(Data records)
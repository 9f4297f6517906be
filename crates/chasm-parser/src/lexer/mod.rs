//! Lexical analysis for chasm source.

mod cursor;
#[allow(clippy::module_inception)]
mod lexer;
mod token;

pub use lexer::Lexer;
pub use token::{Token, TokenKind};
//! Performance benchmarks for the chasm assembler.
//!
//! - Script-based: the sources under `test_scripts/`
//! - Size-based: generated modules with a growing number of methods
//! - Stage-based: parsing alone versus the full pipeline

use bumpalo::Bump;
use chasm::{Parser, assemble};
use criterion::{BenchmarkId, Criterion, Throughput, criterion_group, criterion_main};
use std::fmt::Write;
use std::hint::black_box;

/// Build a module with `methods` methods, each with a loop, a try block and constants.
fn generate_source(methods: usize) -> String {
    let mut source = String::new();
    for i in 0..methods {
        writeln!(
            source,
            "method m{i}<i64, *node>i64 {{
    $limstack = 8;
    $limlocal = 2;
    psh_q {big};
    stl 0;
@top:
    ldl 0;
    jmp_eqz done;
    try {{
        ldl 0;
        psh_b 1;
        sub_q;
        stl 0;
        call m{next};
    }} except Overflow {{
        pop;
        psh_f {half}.5;
        cst_fq;
        stl 1;
    }}
    jmp top;
@done:
    ldl 1;
    ret;
}}",
            big = 1_000_000_000_000i64 + (i as i64 % 16),
            next = (i + 1) % methods,
            half = i % 8,
        )
        .expect("writing to a String cannot fail");
        writeln!(source, "object o{i} {{ i32, *o{i}, **f64 }}").expect("writing to a String cannot fail");
    }
    source
}

fn script_benchmarks(c: &mut Criterion) {
    let mut group = c.benchmark_group("assemble/scripts");

    let scripts = [
        ("hello", include_str!("../test_scripts/hello.csm")),
        ("loop", include_str!("../test_scripts/loop.csm")),
        ("exceptions", include_str!("../test_scripts/exceptions.csm")),
        ("constants", include_str!("../test_scripts/constants.csm")),
        ("objects", include_str!("../test_scripts/objects.csm")),
    ];

    for (name, source) in scripts {
        group.throughput(Throughput::Bytes(source.len() as u64));
        group.bench_function(name, |b| {
            b.iter(|| black_box(assemble(black_box(source)).unwrap().len()));
        });
    }

    group.finish();
}

fn size_benchmarks(c: &mut Criterion) {
    let mut group = c.benchmark_group("assemble/methods");

    for methods in [1, 10, 100, 1000] {
        let source = generate_source(methods);
        group.throughput(Throughput::Bytes(source.len() as u64));
        group.bench_with_input(BenchmarkId::from_parameter(methods), &source, |b, source| {
            b.iter(|| black_box(assemble(black_box(source)).unwrap().len()));
        });
    }

    group.finish();
}

fn stage_benchmarks(c: &mut Criterion) {
    let mut group = c.benchmark_group("assemble/stages");
    let source = generate_source(200);
    group.throughput(Throughput::Bytes(source.len() as u64));

    group.bench_function("parse", |b| {
        b.iter(|| {
            let arena = Bump::new();
            let module = Parser::parse(black_box(&source), &arena).unwrap();
            black_box(module.items().len())
        });
    });

    group.bench_function("parse_and_compile", |b| {
        b.iter(|| {
            let arena = Bump::new();
            let module = chasm::compile(black_box(&source), &arena).unwrap();
            black_box(module.methods.len())
        });
    });

    group.bench_function("full_pipeline", |b| {
        b.iter(|| black_box(assemble(black_box(&source)).unwrap().len()));
    });

    group.finish();
}

criterion_group!(benches, script_benchmarks, size_benchmarks, stage_benchmarks);
criterion_main!(benches);
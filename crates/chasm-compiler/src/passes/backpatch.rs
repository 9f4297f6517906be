//! Jump backpatching.
//!
//! Replaces each [`Node::UnresolvedJump`] with a `u32`-immediate instruction
//! holding the byte offset bound to its label in the same method. Must run
//! after [`flatten_groups`](super::flatten_groups).

use chasm_core::CompilationError;
use tracing::trace;

use crate::ir::{Immediate, Instruction, MethodIr, ModuleIr, Node};

/// Resolve every jump in `module`.
#[cfg_attr(feature = "profiling", profiling::function)]
pub fn backpatch(module: &mut ModuleIr<'_>) -> Result<(), CompilationError> {
    for method in &mut module.methods {
        backpatch_method(method)?;
    }
    Ok(())
}

fn backpatch_method(method: &mut MethodIr<'_>) -> Result<(), CompilationError> {
    let mut patched = 0usize;
    for node in &mut method.body {
        match node {
            Node::Instr(_) => {}
            Node::UnresolvedJump { op, label, offset, span } => {
                let target = method
                    .labels
                    .get(label.name)
                    .copied()
                    .ok_or_else(|| CompilationError::UnresolvedJump {
                        label: label.name.to_string(),
                        span: label.span,
                    })?;
                *node = Node::Instr(Instruction {
                    op: *op,
                    imm: Immediate::U32(target),
                    offset: *offset,
                    span: *span,
                });
                patched += 1;
            }
            Node::Group(_) => {
                return Err(CompilationError::internal(format!(
                    "group left in method '{}' before backpatching",
                    method.name
                )));
            }
        }
    }

    if patched > 0 {
        trace!(method = method.name, jumps = patched, "backpatched");
    }
    Ok(())
}

#[cfg(test)]
mod tests {
    use bumpalo::Bump;
    use chasm_core::OpCode;
    use chasm_parser::Parser;

    use super::*;
    use crate::passes::{MainPass, flatten_groups};

    fn lower<'ast>(source: &str, arena: &'ast Bump) -> Result<ModuleIr<'ast>, CompilationError> {
        let module = Parser::parse(source, arena).unwrap();
        let mut ir = MainPass::new().run(&module)?;
        flatten_groups(&mut ir);
        backpatch(&mut ir)?;
        Ok(ir)
    }

    #[test]
    fn forward_and_backward_jumps() {
        let arena = Bump::new();
        let ir = lower(
            "method f<>void { @top: ldl 0; jmp_eqz done; jmp top; @done: ret; }",
            &arena,
        )
        .unwrap();
        let jumps: Vec<(OpCode, Immediate)> = ir.methods[0]
            .instructions()
            .filter(|i| i.op.is_jump())
            .map(|i| (i.op, i.imm))
            .collect();
        assert_eq!(
            jumps,
            vec![(OpCode::JmpEqz, Immediate::U32(12)), (OpCode::Jmp, Immediate::U32(0))]
        );
        assert!(ir.methods[0].body.iter().all(|n| matches!(n, Node::Instr(_))));
    }

    #[test]
    fn label_at_end_of_body() {
        let arena = Bump::new();
        let ir = lower("method f<>void { jmp end; nop; @end: }", &arena).unwrap();
        let first = ir.methods[0].instructions().next().copied().unwrap();
        assert_eq!(first.imm, Immediate::U32(6));
    }

    #[test]
    fn jumps_inside_try_blocks() {
        let arena = Bump::new();
        let ir = lower(
            "method f<>void { try { jmp out; } except Err { nop; } @out: ret; }",
            &arena,
        )
        .unwrap();
        let first = ir.methods[0].instructions().next().copied().unwrap();
        assert_eq!(first.imm, Immediate::U32(6));
    }

    #[test]
    fn unresolved_label() {
        let arena = Bump::new();
        let err = lower("method f<>void { jmp nowhere; ret; }", &arena).unwrap_err();
        assert!(matches!(err, CompilationError::UnresolvedJump { ref label, .. } if label == "nowhere"));
    }

    #[test]
    fn labels_do_not_cross_methods() {
        let arena = Bump::new();
        let err = lower("method a<>void { @L: ret; } method b<>void { jmp L; }", &arena).unwrap_err();
        assert!(matches!(err, CompilationError::UnresolvedJump { .. }));
    }

    #[test]
    fn groups_are_rejected() {
        let arena = Bump::new();
        let module = Parser::parse("method f<>void { try { nop; } except E { nop; } }", &arena).unwrap();
        let mut ir = MainPass::new().run(&module).unwrap();
        let err = backpatch(&mut ir).unwrap_err();
        assert!(err.is_internal());
    }
}
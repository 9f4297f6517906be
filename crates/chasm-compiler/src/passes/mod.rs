//! Compilation passes.
//!
//! Run in order:
//!
//! 1. [`MainPass`] walks the AST, validates arguments, interns constants and
//!    lowers `try`/`except` into groups.
//! 2. [`flatten_groups`] splices groups into flat bodies.
//! 3. [`backpatch`] substitutes label offsets into jumps.
//!
//! [`operand`] and [`pragma`] hold the per-instruction and per-pragma rules
//! the main pass applies.

mod backpatch;
mod flatten;
mod main_pass;
pub mod operand;
pub mod pragma;

pub use backpatch::backpatch;
pub use flatten::{flatten, flatten_groups};
pub use main_pass::MainPass;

* Brief: Print again the lines of the entries above that fall between the line holding "fn backpatch_method(method: &mut" and the line holding "if patched >", inclusive, exactly as they stand.

* Solution to this problem:
fn backpatch_method(method: &mut MethodIr<'_>) -> Result<(), CompilationError> {
    let mut patched = 0usize;
    for node in &mut method.body {
        match node {
            Node::Instr(_) => {}
            Node::UnresolvedJump { op, label, offset, span } => {
                let target = method
                    .labels
                    .get(label.name)
                    .copied()
                    .ok_or_else(|| CompilationError::UnresolvedJump {
                        label: label.name.to_string(),
                        span: label.span,
                    })?;
                *node = Node::Instr(Instruction {
                    op: *op,
                    imm: Immediate::U32(target),
                    offset: *offset,
                    span: *span,
                });
                patched += 1;
            }
            Node::Group(_) => {
                return Err(CompilationError::internal(format!(
                    "group left in method '{}' before backpatching",
                    method.name
                )));
            }
        }
    }

    if patched > 0 {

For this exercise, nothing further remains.